[Exercise inputs]
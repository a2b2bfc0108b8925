//! Report generation and formatting
//!
//! Aggregates per-poem results into the two distributions of interest
//! (rhyming pairs found, mean rhyme score) and renders them as text
//! histograms or a JSON export.

use crate::models::{PairResult, SonnetAnalysis, SonnetStats};
use chrono::{DateTime, Utc};
use serde::{Deserialize, Serialize};
use std::fs::File;
use std::io::Write;
use std::path::{Path, PathBuf};

/// Number of histogram bins used for both distributions
pub const HISTOGRAM_BINS: usize = 6;

const BAR_WIDTH: usize = 40;

/// A poem that was scored
#[derive(Debug, Clone, Serialize, Deserialize)]
pub struct ScoredPoem {
    /// Position of the poem in the source document
    pub index: usize,
    pub rhyme_words: Vec<String>,
    /// One entry per expected rhyme pair, in pattern order
    pub pairs: Vec<PairResult>,
    pub stats: SonnetStats,
}

/// A poem that was not scored, and why
#[derive(Debug, Clone, Serialize, Deserialize)]
pub struct SkippedPoem {
    pub index: usize,
    pub reason: String,
}

/// Results of one analysis run
#[derive(Debug, Clone, Serialize, Deserialize)]
pub struct AnalysisReport {
    pub generated_at: DateTime<Utc>,
    pub scored: Vec<ScoredPoem>,
    pub skipped: Vec<SkippedPoem>,
}

impl Default for AnalysisReport {
    fn default() -> Self {
        Self::new()
    }
}

impl AnalysisReport {
    pub fn new() -> Self {
        Self {
            generated_at: Utc::now(),
            scored: Vec::new(),
            skipped: Vec::new(),
        }
    }

    pub fn record_scored(&mut self, index: usize, analysis: SonnetAnalysis) {
        self.scored.push(ScoredPoem {
            index,
            rhyme_words: analysis.rhyme_words,
            pairs: analysis.pairs,
            stats: analysis.stats,
        });
    }

    pub fn record_skipped(&mut self, index: usize, reason: impl Into<String>) {
        self.skipped.push(SkippedPoem {
            index,
            reason: reason.into(),
        });
    }

    /// Rhyming pairs found, one value per scored poem
    pub fn rhymes_found(&self) -> Vec<f64> {
        self.scored
            .iter()
            .map(|p| p.stats.num_rhymes_found as f64)
            .collect()
    }

    /// Mean rhyme scores; poems without any hit have no mean and are left out
    pub fn mean_scores(&self) -> Vec<f64> {
        self.scored
            .iter()
            .filter_map(|p| p.stats.average_rhyme_score)
            .collect()
    }

    /// Scored poems in which no expected pair rhymed
    pub fn zero_hit_count(&self) -> usize {
        self.scored
            .iter()
            .filter(|p| p.stats.average_rhyme_score.is_none())
            .count()
    }

    /// Default export file name, e.g. `sonnets_1760600000.json`
    pub fn default_file_name(&self) -> String {
        format!("sonnets_{}.json", self.generated_at.timestamp())
    }

    /// Export report to JSON file
    pub fn export_json<P: AsRef<Path>>(&self, path: P) -> std::io::Result<()> {
        let json = serde_json::to_string_pretty(self)?;
        let mut file = File::create(path)?;
        file.write_all(json.as_bytes())?;
        Ok(())
    }

    /// Export into `dir` under the default file name
    pub fn export_json_to_dir(&self, dir: &Path) -> std::io::Result<PathBuf> {
        std::fs::create_dir_all(dir)?;
        let path = dir.join(self.default_file_name());
        self.export_json(&path)?;
        Ok(path)
    }

    /// Import report from JSON file
    pub fn import_json<P: AsRef<Path>>(path: P) -> std::io::Result<Self> {
        let file = File::open(path)?;
        let report: AnalysisReport = serde_json::from_reader(file)?;
        Ok(report)
    }
}

/// One histogram bin; `upper` is exclusive except for the last bin
#[derive(Debug, Clone, PartialEq, Serialize, Deserialize)]
pub struct HistogramBin {
    pub lower: f64,
    pub upper: f64,
    pub count: usize,
}

/// Equal-width histogram over the range of the data
#[derive(Debug, Clone, PartialEq, Serialize, Deserialize)]
pub struct Histogram {
    pub bins: Vec<HistogramBin>,
}

impl Histogram {
    /// Bin `values` into `bin_count` equal-width bins spanning min..=max
    ///
    /// When all values are equal the range is widened by 0.5 on each side.
    /// Empty input yields no bins.
    pub fn from_values(values: &[f64], bin_count: usize) -> Self {
        if values.is_empty() || bin_count == 0 {
            return Self { bins: Vec::new() };
        }

        let mut min = values.iter().copied().fold(f64::INFINITY, f64::min);
        let mut max = values.iter().copied().fold(f64::NEG_INFINITY, f64::max);
        if min == max {
            min -= 0.5;
            max += 0.5;
        }
        let width = (max - min) / bin_count as f64;

        let mut bins: Vec<HistogramBin> = (0..bin_count)
            .map(|i| HistogramBin {
                lower: min + width * i as f64,
                upper: if i + 1 == bin_count {
                    max
                } else {
                    min + width * (i + 1) as f64
                },
                count: 0,
            })
            .collect();

        for value in values {
            let index = (((value - min) / width) as usize).min(bin_count - 1);
            bins[index].count += 1;
        }

        Self { bins }
    }

    pub fn total(&self) -> usize {
        self.bins.iter().map(|b| b.count).sum()
    }
}

/// CLI formatter for analysis results
pub struct CliFormatter;

impl CliFormatter {
    /// Render a histogram as labelled text bars
    pub fn format_histogram(title: &str, histogram: &Histogram) -> String {
        let mut output = format!("\n{}\n", title);

        if histogram.bins.is_empty() {
            output.push_str("  (no data)\n");
            return output;
        }

        let peak = histogram.bins.iter().map(|b| b.count).max().unwrap_or(0).max(1);
        for bin in &histogram.bins {
            let bar_len = bin.count * BAR_WIDTH / peak;
            output.push_str(&format!(
                "  {:>7.2} - {:>7.2} │{:<width$}│ {}\n",
                bin.lower,
                bin.upper,
                "█".repeat(bar_len),
                bin.count,
                width = BAR_WIDTH
            ));
        }

        output
    }

    /// Format the full run summary
    pub fn format_summary(report: &AnalysisReport) -> String {
        let mut output = String::new();

        output.push_str(&format!(
            "Sonnets scored: {}  skipped: {}  without any rhyme: {}\n",
            report.scored.len(),
            report.skipped.len(),
            report.zero_hit_count()
        ));

        let mean_scores = report.mean_scores();
        if !mean_scores.is_empty() {
            let overall = mean_scores.iter().sum::<f64>() / mean_scores.len() as f64;
            output.push_str(&format!("Overall mean rhyme score: {:.1}\n", overall));
        }

        output.push_str(&Self::format_histogram(
            "Sonnet rhyming lines found",
            &Histogram::from_values(&report.rhymes_found(), HISTOGRAM_BINS),
        ));
        output.push_str(&Self::format_histogram(
            "Sonnet mean rhyme scores",
            &Histogram::from_values(&mean_scores, HISTOGRAM_BINS),
        ));

        output
    }
}
//! Common error types for the sonnet rhyme tools

use thiserror::Error;

/// Common result type for sonnet operations
pub type Result<T> = std::result::Result<T, Error>;

/// Common error types shared by the store, bootstrap and CLI layers
#[derive(Error, Debug)]
pub enum Error {
    /// Database operation error (wraps sqlx::Error)
    #[error("Database error: {0}")]
    Database(#[from] sqlx::Error),

    /// I/O operation error (wraps std::io::Error)
    #[error("IO error: {0}")]
    Io(#[from] std::io::Error),

    /// Configuration loading or validation error
    #[error("Configuration error: {0}")]
    Config(String),
}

[Prompt]
Since only part of the listing is wanted, copy exactly the lines from the one holding "let index = (((value" to the one holding "for analysis results", both included.

[Result of the task]
            let index = (((value - min) / width) as usize).min(bin_count - 1);
            bins[index].count += 1;
        }

        Self { bins }
    }

    pub fn total(&self) -> usize {
        self.bins.iter().map(|b| b.count).sum()
    }
}

/// CLI formatter for analysis results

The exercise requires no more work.